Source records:
★ ★ ★ ★ ★
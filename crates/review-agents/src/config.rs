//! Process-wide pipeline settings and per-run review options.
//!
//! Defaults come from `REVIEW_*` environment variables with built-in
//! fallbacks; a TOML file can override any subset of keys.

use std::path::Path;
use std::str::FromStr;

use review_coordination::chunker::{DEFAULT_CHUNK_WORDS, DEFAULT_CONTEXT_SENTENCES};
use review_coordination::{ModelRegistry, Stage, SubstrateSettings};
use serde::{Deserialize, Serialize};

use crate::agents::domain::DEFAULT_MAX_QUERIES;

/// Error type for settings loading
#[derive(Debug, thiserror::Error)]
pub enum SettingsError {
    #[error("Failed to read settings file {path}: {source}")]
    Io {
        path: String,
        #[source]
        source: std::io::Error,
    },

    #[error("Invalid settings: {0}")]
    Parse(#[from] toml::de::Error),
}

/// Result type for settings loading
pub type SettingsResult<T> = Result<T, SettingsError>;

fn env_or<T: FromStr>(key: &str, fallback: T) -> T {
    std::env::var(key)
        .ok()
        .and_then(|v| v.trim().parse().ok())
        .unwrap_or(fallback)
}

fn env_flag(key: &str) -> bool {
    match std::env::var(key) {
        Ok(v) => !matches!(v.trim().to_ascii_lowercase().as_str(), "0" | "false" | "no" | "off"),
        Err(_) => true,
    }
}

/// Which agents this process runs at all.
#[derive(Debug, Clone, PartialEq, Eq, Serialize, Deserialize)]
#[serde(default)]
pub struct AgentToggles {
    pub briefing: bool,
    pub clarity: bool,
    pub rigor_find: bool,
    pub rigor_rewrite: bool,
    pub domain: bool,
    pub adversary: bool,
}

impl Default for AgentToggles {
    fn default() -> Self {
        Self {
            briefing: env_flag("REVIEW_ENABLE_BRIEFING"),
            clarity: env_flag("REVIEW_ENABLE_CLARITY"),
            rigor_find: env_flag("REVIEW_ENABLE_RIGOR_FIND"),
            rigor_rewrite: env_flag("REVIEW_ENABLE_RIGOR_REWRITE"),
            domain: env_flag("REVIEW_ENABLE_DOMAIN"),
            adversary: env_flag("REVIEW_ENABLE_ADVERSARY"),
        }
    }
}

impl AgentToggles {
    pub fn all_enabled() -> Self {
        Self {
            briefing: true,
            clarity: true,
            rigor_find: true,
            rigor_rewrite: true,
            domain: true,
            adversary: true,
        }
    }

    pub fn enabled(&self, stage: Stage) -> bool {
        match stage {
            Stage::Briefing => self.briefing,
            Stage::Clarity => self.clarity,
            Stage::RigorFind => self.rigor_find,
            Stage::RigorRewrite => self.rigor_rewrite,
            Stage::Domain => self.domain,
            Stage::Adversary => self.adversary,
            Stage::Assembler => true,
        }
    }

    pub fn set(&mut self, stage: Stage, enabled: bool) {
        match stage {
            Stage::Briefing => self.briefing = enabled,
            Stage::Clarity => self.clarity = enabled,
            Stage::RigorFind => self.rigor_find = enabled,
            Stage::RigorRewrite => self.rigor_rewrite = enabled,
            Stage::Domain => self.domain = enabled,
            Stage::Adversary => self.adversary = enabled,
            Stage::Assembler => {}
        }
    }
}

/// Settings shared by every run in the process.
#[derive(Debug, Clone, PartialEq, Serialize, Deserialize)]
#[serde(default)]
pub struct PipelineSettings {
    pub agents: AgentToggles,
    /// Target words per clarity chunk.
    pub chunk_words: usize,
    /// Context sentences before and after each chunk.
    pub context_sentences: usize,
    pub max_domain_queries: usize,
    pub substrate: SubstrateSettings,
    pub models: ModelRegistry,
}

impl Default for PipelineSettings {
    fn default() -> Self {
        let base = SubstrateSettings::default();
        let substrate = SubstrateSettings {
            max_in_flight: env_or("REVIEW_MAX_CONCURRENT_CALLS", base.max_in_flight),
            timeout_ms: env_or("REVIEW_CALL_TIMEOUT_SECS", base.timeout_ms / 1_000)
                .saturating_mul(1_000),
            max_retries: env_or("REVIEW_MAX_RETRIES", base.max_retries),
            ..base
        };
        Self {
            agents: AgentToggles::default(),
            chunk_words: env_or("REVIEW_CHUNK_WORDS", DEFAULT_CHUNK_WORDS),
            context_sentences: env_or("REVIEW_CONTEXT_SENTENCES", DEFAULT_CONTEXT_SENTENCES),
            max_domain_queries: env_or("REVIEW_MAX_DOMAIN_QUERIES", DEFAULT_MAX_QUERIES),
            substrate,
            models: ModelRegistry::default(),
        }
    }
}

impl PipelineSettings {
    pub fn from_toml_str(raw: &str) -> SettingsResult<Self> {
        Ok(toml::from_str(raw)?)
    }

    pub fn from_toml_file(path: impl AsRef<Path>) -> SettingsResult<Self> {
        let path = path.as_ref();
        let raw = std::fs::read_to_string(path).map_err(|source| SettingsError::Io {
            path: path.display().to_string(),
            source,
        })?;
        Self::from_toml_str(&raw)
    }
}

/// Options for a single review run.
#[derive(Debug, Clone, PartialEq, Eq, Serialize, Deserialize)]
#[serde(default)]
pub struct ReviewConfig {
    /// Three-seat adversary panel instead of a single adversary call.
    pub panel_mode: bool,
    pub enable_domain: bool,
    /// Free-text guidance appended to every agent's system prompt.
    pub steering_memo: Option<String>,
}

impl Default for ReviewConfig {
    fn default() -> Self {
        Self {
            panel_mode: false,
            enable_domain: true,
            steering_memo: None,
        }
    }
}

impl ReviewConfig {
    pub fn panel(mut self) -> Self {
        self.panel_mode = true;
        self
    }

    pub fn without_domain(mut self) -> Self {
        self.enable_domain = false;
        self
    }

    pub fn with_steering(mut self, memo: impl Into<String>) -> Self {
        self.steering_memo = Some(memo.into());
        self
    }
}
★ ★ ★ ★ ★
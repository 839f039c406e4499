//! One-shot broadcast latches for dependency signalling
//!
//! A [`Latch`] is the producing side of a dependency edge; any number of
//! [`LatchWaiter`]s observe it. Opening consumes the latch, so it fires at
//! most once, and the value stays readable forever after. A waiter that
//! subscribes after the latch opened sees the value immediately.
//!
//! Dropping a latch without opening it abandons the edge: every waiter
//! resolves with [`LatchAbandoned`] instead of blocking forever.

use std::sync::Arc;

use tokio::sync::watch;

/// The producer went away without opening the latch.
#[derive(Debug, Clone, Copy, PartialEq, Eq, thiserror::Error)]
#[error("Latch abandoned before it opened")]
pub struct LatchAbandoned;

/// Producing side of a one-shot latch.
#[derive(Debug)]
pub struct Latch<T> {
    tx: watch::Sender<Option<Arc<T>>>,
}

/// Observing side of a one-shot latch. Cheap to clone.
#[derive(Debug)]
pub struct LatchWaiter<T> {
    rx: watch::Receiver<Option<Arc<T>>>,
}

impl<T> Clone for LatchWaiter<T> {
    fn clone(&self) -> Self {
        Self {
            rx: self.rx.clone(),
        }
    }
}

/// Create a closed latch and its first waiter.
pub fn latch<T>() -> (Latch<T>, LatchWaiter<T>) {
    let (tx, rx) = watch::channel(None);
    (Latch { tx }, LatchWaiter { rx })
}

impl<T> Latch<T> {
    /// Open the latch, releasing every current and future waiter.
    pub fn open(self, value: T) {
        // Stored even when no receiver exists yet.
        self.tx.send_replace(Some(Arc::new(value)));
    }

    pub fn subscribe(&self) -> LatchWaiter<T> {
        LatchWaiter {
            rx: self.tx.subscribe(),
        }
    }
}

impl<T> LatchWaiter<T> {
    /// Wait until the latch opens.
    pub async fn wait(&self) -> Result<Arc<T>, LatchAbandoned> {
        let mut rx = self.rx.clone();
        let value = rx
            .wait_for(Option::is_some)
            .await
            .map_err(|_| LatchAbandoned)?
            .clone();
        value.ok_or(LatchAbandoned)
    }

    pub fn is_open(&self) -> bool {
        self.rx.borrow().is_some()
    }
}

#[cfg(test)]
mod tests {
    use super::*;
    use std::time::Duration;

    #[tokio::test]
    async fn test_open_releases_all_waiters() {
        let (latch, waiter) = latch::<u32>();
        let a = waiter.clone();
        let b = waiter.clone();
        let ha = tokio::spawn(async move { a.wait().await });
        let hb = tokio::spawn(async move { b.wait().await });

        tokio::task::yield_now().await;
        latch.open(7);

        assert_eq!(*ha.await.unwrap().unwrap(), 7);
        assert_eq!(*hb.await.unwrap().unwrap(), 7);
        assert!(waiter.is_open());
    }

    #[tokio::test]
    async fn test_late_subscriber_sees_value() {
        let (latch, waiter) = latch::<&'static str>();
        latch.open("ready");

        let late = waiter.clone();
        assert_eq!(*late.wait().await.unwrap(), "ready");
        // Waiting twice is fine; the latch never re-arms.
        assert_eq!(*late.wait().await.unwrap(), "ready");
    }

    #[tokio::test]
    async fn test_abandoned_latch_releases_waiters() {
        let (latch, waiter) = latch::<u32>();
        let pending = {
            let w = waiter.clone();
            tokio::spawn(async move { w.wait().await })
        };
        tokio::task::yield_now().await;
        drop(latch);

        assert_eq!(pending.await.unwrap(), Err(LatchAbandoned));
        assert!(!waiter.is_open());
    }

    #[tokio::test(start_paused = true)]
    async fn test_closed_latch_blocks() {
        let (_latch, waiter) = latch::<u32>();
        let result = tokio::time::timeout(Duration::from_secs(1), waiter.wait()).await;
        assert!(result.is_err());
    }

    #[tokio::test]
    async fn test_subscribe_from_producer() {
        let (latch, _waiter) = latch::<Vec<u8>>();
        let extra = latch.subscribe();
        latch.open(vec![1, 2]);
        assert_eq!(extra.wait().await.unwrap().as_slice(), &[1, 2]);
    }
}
★ ★ ★ ★ ★
WHAT NEEDS TO BE DONE:
Look over the records above and say how many lines hold the word "every", giving the number alone.

ANSWER TO THIS TASK:
4